## [Problem]
The answer must be an exact copy of every entry.

## [Excerpted data]

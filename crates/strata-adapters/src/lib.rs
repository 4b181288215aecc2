//! Infrastructure adapters for Strata.
//!
//! This crate implements the ports defined in `strata_core::application::ports`.
//! It contains all filesystem I/O and the payload templates themselves.

pub mod filesystem;
pub mod payloads;

// Re-export commonly used adapters
pub use filesystem::{LocalFilesystem, MemoryFilesystem};
pub use payloads::{DirectoryPayloadStore, EmbeddedPayloadStore, LayeredPayloadStore};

## [Written solution]
filename crates/strata-adapters/src/lib.rs
repository 4b181288215aecc2
//! Infrastructure adapters for Strata.
//!
//! This crate implements the ports defined in `strata_core::application::ports`.
//! It contains all filesystem I/O and the payload templates themselves.

pub mod filesystem;
pub mod payloads;

// Re-export commonly used adapters
pub use filesystem::{LocalFilesystem, MemoryFilesystem};
pub use payloads::{DirectoryPayloadStore, EmbeddedPayloadStore, LayeredPayloadStore};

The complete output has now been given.